It's almost as if my brain is trained to completely ignore underlined text
from all the sites that use it for inter-linking spam. Seriously, didn't even
notice it.

------
jypepin
full disclosure: I used to work at Uber.

I'd be interested in hearing more about the claims made at the beginning of
the article and the sources of those.

I moved to SF in 2012 when uber was barely a thing (still only black cars) and
haven't noticed the traffic being worst. I've also not noticed any parking
spots that are now free (but even if this happened, isn't that a good sign?).

To the opposite, and again my own sources are biased since I worked at Uber
for a while (i'm not anymore), but I've heard a lot of studies proving the
opposite - reduced traffic, better for the environment, etc.
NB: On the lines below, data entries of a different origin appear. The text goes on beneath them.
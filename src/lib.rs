pub mod client;
pub mod codec;
pub mod connection;
pub mod datatypes;
pub mod gateway;

// Re-export codec types for direct access
pub use codec::{CodecError, Decodable, Encodable, Frame, PduHeader, PduRegistry};

// Re-export the main client API for easy access
pub use client::{
    BindCredentials, ClientBuilder, SmppClient, SmppConnection, SmppError, SmppResult,
    SmppTransmitter, SmsMessage,
};

/// Error returned by most functions.
///
/// When writing a real application, one might want to consider a specialized
/// error handling crate or defining an error type as an `enum` of causes.
/// However, for our example, using a boxed `std::error::Error` is sufficient.
///
/// For performance reasons, boxing is avoided in any hot path. For example, in
/// `parse`, a custom error `enum` is defined. This is because the error is hit
/// and handled during normal execution when a partial frame is received on a
/// socket. `std::error::Error` is implemented for `parse::Error` which allows
/// it to be converted to `Box<dyn std::error::Error>`.
pub type Error = Box<dyn std::error::Error + Send + Sync>;

/// A specialized `Result` type for SMPP operations.
///
/// This is defined as a convenience.
///
/// # Examples
///
/// ## Basic SMS Sending
///
/// This example shows the simplest way to send an SMS message using the SMPP client:
///
/// ```rust,no_run
/// use smpp::client::{ClientBuilder, SmppClient, SmppConnection, SmppTransmitter, SmsMessage};
///
/// #[tokio::main]
/// async fn main() -> Result<(), Box<dyn std::error::Error>> {
///     // Connect and bind as transmitter (Section 4.1 - Bind Operations)
///     let mut client = ClientBuilder::quick_transmitter(
///         "localhost:2775",
///         "system_id",
///         "password"
///     ).await?;
///
///     // Create SMS message
///     let sms = SmsMessage::new("1234567890", "0987654321", "Hello, World!");
///
///     // Send SMS message (Section 4.4.1 - submit_sm)
///     let message_id = client.send_sms(&sms).await?;
///
///     println!("Message sent with ID: {}", message_id);
///
///     // Clean disconnect (Section 4.2.1 - unbind)
///     client.unbind().await?;
///     client.disconnect().await?;
///
///     Ok(())
/// }
/// ```
///
/// ## Advanced Usage with Message Options
///
/// This example demonstrates using the message builder with advanced options:
///
/// ```rust,no_run
/// use smpp::client::{ClientBuilder, SmppClient, SmppConnection, SmppTransmitter, SmsMessage};
/// use smpp::datatypes::{TypeOfNumber, NumericPlanIndicator, PriorityFlag, DataCoding};
///
/// #[tokio::main]
/// async fn main() -> Result<(), Box<dyn std::error::Error>> {
///     // Connect and bind as transmitter
///     let mut client = ClientBuilder::quick_transmitter(
///         "localhost:2775",
///         "system_id",
///         "password"
///     ).await?;
///
///     // Create SMS with advanced options
///     let sms = SmsMessage::builder()
///         .to("1234567890")
///         .from("0987654321")
///         .text("Hello with options!")
///         .priority(PriorityFlag::Level1)
///         .data_coding(DataCoding::default())
///         .with_delivery_receipt()
///         .source_numbering(TypeOfNumber::International, NumericPlanIndicator::Isdn)
///         .dest_numbering(TypeOfNumber::International, NumericPlanIndicator::Isdn)
///         .build()?;
///
///     // Send message
///     let message_id = client.send_sms(&sms).await?;
///     println!("Message sent with ID: {}", message_id);
///
///     // Clean disconnect
///     client.unbind().await?;
///     client.disconnect().await?;
///
///     Ok(())
/// }
/// ```
pub type Result<T> = std::result::Result<T, Error>;
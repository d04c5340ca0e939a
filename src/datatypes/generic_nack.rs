use crate::codec::{CodecError, Decodable, Encodable, PduHeader};
use crate::datatypes::{CommandId, CommandStatus};
use bytes::{Buf, BytesMut};
use std::io::Cursor;

/// GenericNack is used to acknowledge the receipt of a PDU when the receiving
/// entity cannot process the PDU due to errors such as invalid command_id,
/// invalid command_status, or other format errors.
///
/// The generic_nack PDU has no message body and only contains the standard
/// SMPP header. It is typically sent in response to a malformed PDU where
/// the command_id cannot be determined or the PDU cannot be parsed correctly.
#[derive(Clone, Debug, PartialEq)]
pub struct GenericNack {
    // pub command_length: u32, (always 16 for generic_nack)
    // pub command_id: CommandId::GenericNack, (always 0x80000000)
    /// The command_status field indicates the reason for the generic_nack
    pub command_status: CommandStatus,
    /// The sequence_number from the original PDU that caused the error.
    /// If the original sequence_number cannot be determined, this should be 0.
    pub sequence_number: u32,
    // No body - generic_nack has no mandatory or optional parameters
}

impl GenericNack {
    /// Creates a new GenericNack with the specified command status and sequence number
    pub fn new(command_status: CommandStatus, sequence_number: u32) -> Self {
        Self {
            command_status,
            sequence_number,
        }
    }

    /// Creates a GenericNack for an invalid command ID error
    pub fn invalid_command_id(sequence_number: u32) -> Self {
        Self::new(CommandStatus::InvalidCommandId, sequence_number)
    }

    /// Creates a GenericNack for an invalid command length error
    pub fn invalid_command_length(sequence_number: u32) -> Self {
        Self::new(CommandStatus::InvalidCommandLength, sequence_number)
    }

    /// Creates a GenericNack for an invalid message length error  
    pub fn invalid_message_length(sequence_number: u32) -> Self {
        Self::new(CommandStatus::InvalidMsgLength, sequence_number)
    }

    /// Creates a GenericNack for a system error
    pub fn system_error(sequence_number: u32) -> Self {
        Self::new(CommandStatus::SystemError, sequence_number)
    }

    /// Creates a GenericNack when the sequence number cannot be determined from malformed PDU
    pub fn unknown_sequence() -> Self {
        Self::new(CommandStatus::InvalidCommandLength, 0)
    }
}

// Codec trait implementations

impl Decodable for GenericNack {
    fn command_id() -> CommandId {
        CommandId::GenericNack
    }

    fn decode(header: PduHeader, buf: &mut Cursor<&[u8]>) -> Result<Self, CodecError> {
        // Validate header
        Self::validate_header(&header)?;

        // generic_nack has no body - just verify we're at the end
        if buf.has_remaining() {
            return Err(CodecError::FieldValidation {
                field: "generic_nack_body",
                reason: "generic_nack PDU should have no body".to_string(),
            });
        }

        Ok(GenericNack {
            command_status: header.command_status,
            sequence_number: header.sequence_number,
        })
    }
}

impl Encodable for GenericNack {
    fn encode(&self, buf: &mut BytesMut) -> Result<(), CodecError> {
        // Calculate total length (header only)
        let total_length = PduHeader::SIZE as u32;

        // Encode header
        let header = PduHeader {
            command_length: total_length,
            command_id: CommandId::GenericNack,
            command_status: self.command_status,
            sequence_number: self.sequence_number,
        };
        header.encode(buf)?;

        // No body to encode
        Ok(())
    }

    fn encoded_size(&self) -> usize {
        PduHeader::SIZE
    }
}

#[cfg(test)]
mod tests {
    use super::*;

    #[test]
    fn generic_nack_to_bytes() {
        let generic_nack = GenericNack {
            command_status: CommandStatus::InvalidCommandId,
            sequence_number: 42,
        };

        let bytes = Encodable::to_bytes(&generic_nack);

        let expected = vec![
            0x00, 0x00, 0x00, 0x10, // command_length (16)
            0x80, 0x00, 0x00, 0x00, // command_id (GenericNack = 0x80000000)
            0x00, 0x00, 0x00, 0x03, // command_status (InvalidCommandId = 3)
            0x00, 0x00, 0x00, 0x2A, // sequence_number (42)
        ];

        assert_eq!(&bytes[..], &expected[..]);
        assert_eq!(bytes.len(), 16); // Always 16 bytes
    }

    #[test]
    fn generic_nack_convenience_constructors() {
        let nack = GenericNack::invalid_command_id(123);
        assert_eq!(nack.command_status, CommandStatus::InvalidCommandId);
        assert_eq!(nack.sequence_number, 123);

        let nack = GenericNack::invalid_command_length(456);
        assert_eq!(nack.command_status, CommandStatus::InvalidCommandLength);
        assert_eq!(nack.sequence_number, 456);

        let nack = GenericNack::invalid_message_length(789);
        assert_eq!(nack.command_status, CommandStatus::InvalidMsgLength);
        assert_eq!(nack.sequence_number, 789);

        let nack = GenericNack::system_error(999);
        assert_eq!(nack.command_status, CommandStatus::SystemError);
        assert_eq!(nack.sequence_number, 999);

        let nack = GenericNack::unknown_sequence();
        assert_eq!(nack.command_status, CommandStatus::InvalidCommandLength);
        assert_eq!(nack.sequence_number, 0);
    }

    #[test]
    fn generic_nack_fixed_length() {
        // Generic NACK should always be exactly 16 bytes regardless of content
        let test_cases = vec![
            GenericNack::new(CommandStatus::Ok, 0),
            GenericNack::new(CommandStatus::InvalidCommandId, u32::MAX),
            GenericNack::new(CommandStatus::SystemError, 12345),
        ];

        for nack in test_cases {
            let bytes = Encodable::to_bytes(&nack);
            assert_eq!(bytes.len(), 16, "GenericNack should always be 16 bytes");
        }
    }

    #[test]
    fn generic_nack_roundtrip_test() {
        use crate::codec::Frame;
        use std::io::Cursor;

        let original = GenericNack {
            command_status: CommandStatus::InvalidCommandId,
            sequence_number: 9876,
        };

        // Serialize to bytes
        let serialized = Encodable::to_bytes(&original);

        // Parse back from bytes
        let mut cursor = Cursor::new(serialized.as_ref());
        let parsed_frame = Frame::parse(&mut cursor).unwrap();

        // Verify it matches
        if let Frame::GenericNack(parsed) = parsed_frame {
            assert_eq!(parsed.command_status, original.command_status);
            assert_eq!(parsed.sequence_number, original.sequence_number);
        } else {
            panic!("Expected GenericNack frame");
        }
    }
}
As an example, I googled "how many cars per day in SF" and the first thing I
found is that 110 000 cars cross the golden gate bridge alone. I'd assume the
Bay bridge is seeing at least that if not twice. So the argument that 5700
more cars because of Uber and Lyft in the city are the cause of traffic seems
a little short sighted. It's also the same argument that was made by De Blasio
a few years ago about NYC and studies proved that it was false.

I'm not saying the article is lying or anything, and again, I'm very biased,
I'm just surprised to see an article from Engadget making such claims without
links to sources/studies. The author saying "I'd realized congestion in San
Francisco had gone insane" doesn't convince me this is particularly true...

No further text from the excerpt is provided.